Italia, un mondo (un po’) a parte – In novembre il tasso medio applicato dalle banche ai nuovi mutui è salito al 3,02% dal 2,75% di ottobre, tornando sui livelli del 2014. E anche nel nostro paese il maggior costo dei prestiti è destinato a influenzare il mercato. “È previsto un calo generale nel residenziale con i futuri acquirenti dei ceti medi che dovranno rimandare i loro progetti o ridurre le metrature, pur con le eccezioni nel segmento lusso e in quello delle seconde case, che sta vivendo una nuova giovinezza, favorito anche dallo smart working”, riassume Genesio. C’è poi Milano che fa storia a sé: “Pur in un rallentamento fisiologico nel volume delle transazioni dopo sei trimestri consecutivi di rialzi, le previsioni sono ancora di una crescita dei prezzi fino alle Olimpiadi invernali del 2026, anche se a un ritmo più lento di oggi, grazie anche a riqualificazioni urbanistiche importanti ad alta vocazione “green”, come la conversione dei sette ex scali ferroviari”.

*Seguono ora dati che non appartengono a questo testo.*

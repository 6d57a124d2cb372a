//! Configuration for the quiz chain service
//!
//! The whole configuration is a TOML document whose sections all have defaults,
//! so an empty file (or no file) is a valid configuration. Credentials are never
//! stored in the file: each section names the environment variable holding the
//! value, and [`AppConfig::resolve_secrets`] reads them exactly once at startup.

use crate::chain::SubmitterIdentity;
use serde::{Deserialize, Serialize};
use std::path::{Path, PathBuf};
use thiserror::Error;

/// Default locations probed when no `--config` flag is given
pub const DEFAULT_CONFIG_PATHS: &[&str] = &["quizchain.toml", "config/quizchain.toml"];

/// Main configuration structure
#[derive(Debug, Clone, Default, Serialize, Deserialize, PartialEq)]
pub struct AppConfig {
    #[serde(default)]
    pub identity: IdentitySection,
    #[serde(default)]
    pub server: ServerSection,
    #[serde(default)]
    pub chain: ChainSection,
    #[serde(default)]
    pub fetcher: FetcherSection,
    #[serde(default)]
    pub submit: SubmitSection,
    #[serde(default)]
    pub llm: LlmSection,
    #[serde(default)]
    pub solvers: SolverSection,
}

/// Expected submitter identity, sourced from the environment
#[derive(Debug, Clone, Serialize, Deserialize, PartialEq)]
pub struct IdentitySection {
    /// Environment variable containing the expected email
    #[serde(default = "default_email_env")]
    pub email_env: String,
    /// Environment variable containing the expected secret
    #[serde(default = "default_secret_env")]
    pub secret_env: String,
}

impl Default for IdentitySection {
    fn default() -> Self {
        Self {
            email_env: default_email_env(),
            secret_env: default_secret_env(),
        }
    }
}

fn default_email_env() -> String {
    "STUDENT_EMAIL".to_string()
}

fn default_secret_env() -> String {
    "STUDENT_SECRET".to_string()
}

/// HTTP entry point settings
#[derive(Debug, Clone, Serialize, Deserialize, PartialEq)]
pub struct ServerSection {
    #[serde(default = "default_host")]
    pub host: String,
    #[serde(default = "default_port")]
    pub port: u16,
}

impl Default for ServerSection {
    fn default() -> Self {
        Self {
            host: default_host(),
            port: default_port(),
        }
    }
}

fn default_host() -> String {
    "0.0.0.0".to_string()
}

fn default_port() -> u16 {
    8000
}

/// Chain loop policy
#[derive(Debug, Clone, Serialize, Deserialize, PartialEq)]
pub struct ChainSection {
    /// Hard upper bound on loop iterations per chain run
    #[serde(default = "default_max_attempts")]
    pub max_attempts: u32,
    /// Upper bound on a single solver invocation
    #[serde(default = "default_solver_timeout")]
    pub solver_timeout_secs: u64,
}

impl Default for ChainSection {
    fn default() -> Self {
        Self {
            max_attempts: default_max_attempts(),
            solver_timeout_secs: default_solver_timeout(),
        }
    }
}

/// Hard ceiling on loop iterations per chain run; configs may lower it
pub const MAX_ATTEMPTS_CEILING: u32 = 15;

fn default_max_attempts() -> u32 {
    MAX_ATTEMPTS_CEILING
}

fn default_solver_timeout() -> u64 {
    60
}

/// How quiz pages are rendered
#[derive(Debug, Clone, Copy, Serialize, Deserialize, PartialEq, Eq, Default)]
#[serde(rename_all = "lowercase")]
pub enum FetcherMode {
    /// Render with a headless Chromium instance
    #[default]
    Headless,
    /// Plain HTTP GET, for servers that render on the server side
    Http,
}

/// Page fetcher settings
#[derive(Debug, Clone, Serialize, Deserialize, PartialEq)]
pub struct FetcherSection {
    #[serde(default)]
    pub mode: FetcherMode,
    /// Bound on navigation until the network is idle
    #[serde(default = "default_page_load_timeout")]
    pub page_load_timeout_ms: u64,
    /// Fixed wait after load for client-side rendering to settle
    #[serde(default = "default_settle_delay")]
    pub settle_delay_ms: u64,
    /// Browser binary; autodetected when absent
    pub chrome_executable: Option<PathBuf>,
}

impl Default for FetcherSection {
    fn default() -> Self {
        Self {
            mode: FetcherMode::default(),
            page_load_timeout_ms: default_page_load_timeout(),
            settle_delay_ms: default_settle_delay(),
            chrome_executable: None,
        }
    }
}

fn default_page_load_timeout() -> u64 {
    15_000
}

fn default_settle_delay() -> u64 {
    1_000
}

/// Submission client settings
#[derive(Debug, Clone, Serialize, Deserialize, PartialEq)]
pub struct SubmitSection {
    #[serde(default = "default_submit_timeout")]
    pub timeout_secs: u64,
}

impl Default for SubmitSection {
    fn default() -> Self {
        Self {
            timeout_secs: default_submit_timeout(),
        }
    }
}

fn default_submit_timeout() -> u64 {
    30
}

/// LLM settings for the open-ended and audio solvers
#[derive(Debug, Clone, Serialize, Deserialize, PartialEq)]
pub struct LlmSection {
    /// Environment variables probed in order for the API token
    #[serde(default = "default_token_envs")]
    pub token_envs: Vec<String>,
    #[serde(default = "default_model")]
    pub model: String,
    #[serde(default = "default_transcription_model")]
    pub transcription_model: String,
    #[serde(default = "default_temperature")]
    pub temperature: f32,
    /// Endpoint used for `sk-` tokens
    #[serde(default = "default_direct_base_url")]
    pub direct_base_url: String,
    /// Endpoint used for every other token
    #[serde(default = "default_proxy_base_url")]
    pub proxy_base_url: String,
    #[serde(default = "default_llm_timeout")]
    pub timeout_secs: u64,
}

impl Default for LlmSection {
    fn default() -> Self {
        Self {
            token_envs: default_token_envs(),
            model: default_model(),
            transcription_model: default_transcription_model(),
            temperature: default_temperature(),
            direct_base_url: default_direct_base_url(),
            proxy_base_url: default_proxy_base_url(),
            timeout_secs: default_llm_timeout(),
        }
    }
}

fn default_token_envs() -> Vec<String> {
    vec!["AIPROXY_TOKEN".to_string(), "OPENAI_API_KEY".to_string()]
}

fn default_model() -> String {
    "gpt-4o-mini".to_string()
}

fn default_transcription_model() -> String {
    "whisper-1".to_string()
}

fn default_temperature() -> f32 {
    0.1
}

fn default_direct_base_url() -> String {
    "https://api.openai.com/v1".to_string()
}

fn default_proxy_base_url() -> String {
    "https://aiproxy.sanand.workers.dev/openai/v1".to_string()
}

fn default_llm_timeout() -> u64 {
    60
}

/// Settings shared by the solvers' auxiliary fetches
#[derive(Debug, Clone, Serialize, Deserialize, PartialEq)]
pub struct SolverSection {
    #[serde(default = "default_fetch_timeout")]
    pub fetch_timeout_secs: u64,
    /// Base of the repository file-tree listing API
    #[serde(default = "default_repo_api_base_url")]
    pub repo_api_base_url: String,
    /// Where well-known context files for open-ended questions live
    #[serde(default = "default_context_base_url")]
    pub context_base_url: String,
    /// Context attached to an open-ended prompt is cut to this many characters
    #[serde(default = "default_max_context_chars")]
    pub max_context_chars: usize,
}

impl Default for SolverSection {
    fn default() -> Self {
        Self {
            fetch_timeout_secs: default_fetch_timeout(),
            repo_api_base_url: default_repo_api_base_url(),
            context_base_url: default_context_base_url(),
            max_context_chars: default_max_context_chars(),
        }
    }
}

fn default_fetch_timeout() -> u64 {
    10
}

fn default_repo_api_base_url() -> String {
    "https://api.github.com".to_string()
}

fn default_context_base_url() -> String {
    "https://tds-llm-analysis.s-anand.net/project2-reevals/".to_string()
}

fn default_max_context_chars() -> usize {
    10_000
}

/// Configuration loading errors
#[derive(Debug, Error)]
pub enum ConfigError {
    #[error("Failed to read config file: {0}")]
    FileRead(#[from] std::io::Error),
    #[error("Failed to parse TOML: {0}")]
    TomlParse(#[from] toml::de::Error),
    #[error("Environment variable not found: {0}")]
    EnvVarNotFound(String),
    #[error("Invalid configuration: {0}")]
    InvalidConfig(String),
}

/// Values read from the environment once at startup
#[derive(Clone, PartialEq)]
pub struct RuntimeSecrets {
    /// Identity every `/solve` request must match
    pub expected_identity: SubmitterIdentity,
    /// API token for the LLM-backed solvers, if any is configured
    pub llm_token: Option<String>,
}

impl std::fmt::Debug for RuntimeSecrets {
    fn fmt(&self, f: &mut std::fmt::Formatter<'_>) -> std::fmt::Result {
        f.debug_struct("RuntimeSecrets")
            .field("expected_identity", &self.expected_identity)
            .field("llm_token", &self.llm_token.as_ref().map(|_| "***"))
            .finish()
    }
}

impl AppConfig {
    /// Load configuration from a TOML file and validate it
    pub fn load_from_file(path: &Path) -> Result<Self, ConfigError> {
        let content = std::fs::read_to_string(path)?;
        Self::from_toml_str(&content)
    }

    /// Parse and validate configuration from TOML text
    pub fn from_toml_str(content: &str) -> Result<Self, ConfigError> {
        let config: AppConfig = toml::from_str(content)?;
        config.validate()?;
        Ok(config)
    }

    /// Load from an explicit path, else the first default path that exists,
    /// else built-in defaults
    pub fn load(explicit: Option<&Path>) -> Result<Self, ConfigError> {
        if let Some(path) = explicit {
            return Self::load_from_file(path);
        }

        for candidate in DEFAULT_CONFIG_PATHS {
            let path = Path::new(candidate);
            if path.exists() {
                return Self::load_from_file(path);
            }
        }

        Ok(Self::default())
    }

    /// Check cross-field constraints serde cannot express
    pub fn validate(&self) -> Result<(), ConfigError> {
        if !(1..=MAX_ATTEMPTS_CEILING).contains(&self.chain.max_attempts) {
            return Err(ConfigError::InvalidConfig(format!(
                "chain.max_attempts must be within 1..={MAX_ATTEMPTS_CEILING}, got {}",
                self.chain.max_attempts
            )));
        }

        for (field, value) in [
            ("chain.solver_timeout_secs", self.chain.solver_timeout_secs),
            ("fetcher.page_load_timeout_ms", self.fetcher.page_load_timeout_ms),
            ("submit.timeout_secs", self.submit.timeout_secs),
            ("llm.timeout_secs", self.llm.timeout_secs),
            ("solvers.fetch_timeout_secs", self.solvers.fetch_timeout_secs),
        ] {
            if value == 0 {
                return Err(ConfigError::InvalidConfig(format!("{field} must be non-zero")));
            }
        }

        for (field, value) in [
            ("llm.direct_base_url", &self.llm.direct_base_url),
            ("llm.proxy_base_url", &self.llm.proxy_base_url),
            ("solvers.repo_api_base_url", &self.solvers.repo_api_base_url),
            ("solvers.context_base_url", &self.solvers.context_base_url),
        ] {
            url::Url::parse(value).map_err(|e| {
                ConfigError::InvalidConfig(format!("{field} is not a valid URL ({value}): {e}"))
            })?;
        }

        if !(0.0..=2.0).contains(&self.llm.temperature) {
            return Err(ConfigError::InvalidConfig(format!(
                "llm.temperature must be within 0.0..=2.0, got {}",
                self.llm.temperature
            )));
        }

        Ok(())
    }

    /// Read the expected identity and LLM token from the process environment
    pub fn resolve_secrets(&self) -> Result<RuntimeSecrets, ConfigError> {
        self.resolve_secrets_with(|name| std::env::var(name).ok())
    }

    /// Same as [`resolve_secrets`](Self::resolve_secrets) with a custom lookup
    pub fn resolve_secrets_with<F>(&self, lookup: F) -> Result<RuntimeSecrets, ConfigError>
    where
        F: Fn(&str) -> Option<String>,
    {
        let required = |name: &str| {
            lookup(name)
                .filter(|value| !value.is_empty())
                .ok_or_else(|| ConfigError::EnvVarNotFound(name.to_string()))
        };

        let email = required(&self.identity.email_env)?;
        let secret = required(&self.identity.secret_env)?;

        let llm_token = self
            .llm
            .token_envs
            .iter()
            .filter_map(|name| lookup(name))
            .find(|value| !value.trim().is_empty());

        Ok(RuntimeSecrets {
            expected_identity: SubmitterIdentity::new(email, secret),
            llm_token,
        })
    }

    /// Configuration for unit tests
    #[cfg(test)]
    pub fn test_config() -> Self {
        let toml_content = r#"
[chain]
max_attempts = 15
solver_timeout_secs = 5

[fetcher]
mode = "http"
page_load_timeout_ms = 2000
settle_delay_ms = 0
"#;
        toml::from_str(toml_content).expect("Test config should parse")
    }
}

“Quella italiana è una situazione un po’ particolare”, fa notare De Novellis, “poiché con gli incentivi degli ultimi due anni come il superbonus il settore delle costruzioni è stato spinto molto, le imprese hanno fatto utili. Il comparto rimane sotto pressione perché i sostegni sono stati ridotti, ma rimangono importanti. Siamo alla fine di un ciclo espansivo ma probabilmente nell’immediato non assisteremo a grandi cali dei prezzi sebbene le compravendite diminuiranno. Una dinamica che di per sé non è negativa vista la situazione. Si presenterà però il problema della capacità delle famiglie di affrontare l’acquisto della casa tra prezzi che non scendono o lo fanno poco e mutui che diventano più cari”. Ma questo, ricorda l’economista, dipenderà anche dalle prossime decisioni della Bce.